**Exercise aim**
Within the entries below, find each line containing the word "await" and copy it.
### Provided records
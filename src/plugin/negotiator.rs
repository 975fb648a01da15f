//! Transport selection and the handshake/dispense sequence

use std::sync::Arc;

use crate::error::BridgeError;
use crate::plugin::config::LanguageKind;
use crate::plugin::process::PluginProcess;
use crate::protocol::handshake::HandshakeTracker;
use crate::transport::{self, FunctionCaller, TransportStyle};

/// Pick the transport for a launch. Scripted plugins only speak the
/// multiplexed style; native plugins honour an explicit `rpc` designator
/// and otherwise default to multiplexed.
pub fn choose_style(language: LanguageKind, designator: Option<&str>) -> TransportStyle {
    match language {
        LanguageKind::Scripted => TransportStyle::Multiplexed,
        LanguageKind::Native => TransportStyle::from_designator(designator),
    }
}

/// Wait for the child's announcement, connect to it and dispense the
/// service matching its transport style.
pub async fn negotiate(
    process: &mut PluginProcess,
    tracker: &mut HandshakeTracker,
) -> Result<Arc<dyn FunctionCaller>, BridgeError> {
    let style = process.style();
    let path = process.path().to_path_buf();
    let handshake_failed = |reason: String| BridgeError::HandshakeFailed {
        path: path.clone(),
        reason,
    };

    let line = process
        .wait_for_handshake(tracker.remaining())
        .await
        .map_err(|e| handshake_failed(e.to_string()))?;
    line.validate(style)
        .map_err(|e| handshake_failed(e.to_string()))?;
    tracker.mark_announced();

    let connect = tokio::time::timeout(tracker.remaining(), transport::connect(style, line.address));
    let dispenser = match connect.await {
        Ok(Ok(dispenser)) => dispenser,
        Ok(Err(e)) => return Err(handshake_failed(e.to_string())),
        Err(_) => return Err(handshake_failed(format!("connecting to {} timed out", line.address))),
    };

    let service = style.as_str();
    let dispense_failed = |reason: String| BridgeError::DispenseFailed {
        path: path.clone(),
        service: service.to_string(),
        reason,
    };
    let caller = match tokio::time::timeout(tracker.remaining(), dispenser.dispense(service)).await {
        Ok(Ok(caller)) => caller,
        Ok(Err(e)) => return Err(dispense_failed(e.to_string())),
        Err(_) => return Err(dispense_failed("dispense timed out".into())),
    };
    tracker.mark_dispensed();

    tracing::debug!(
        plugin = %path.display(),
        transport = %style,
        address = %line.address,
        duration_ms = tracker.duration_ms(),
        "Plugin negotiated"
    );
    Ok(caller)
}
######
**Solution to this exercise**
        .await
    let dispenser = match connect.await {
    let caller = match tokio::time::timeout(tracker.remaining(), dispenser.dispense(service)).await {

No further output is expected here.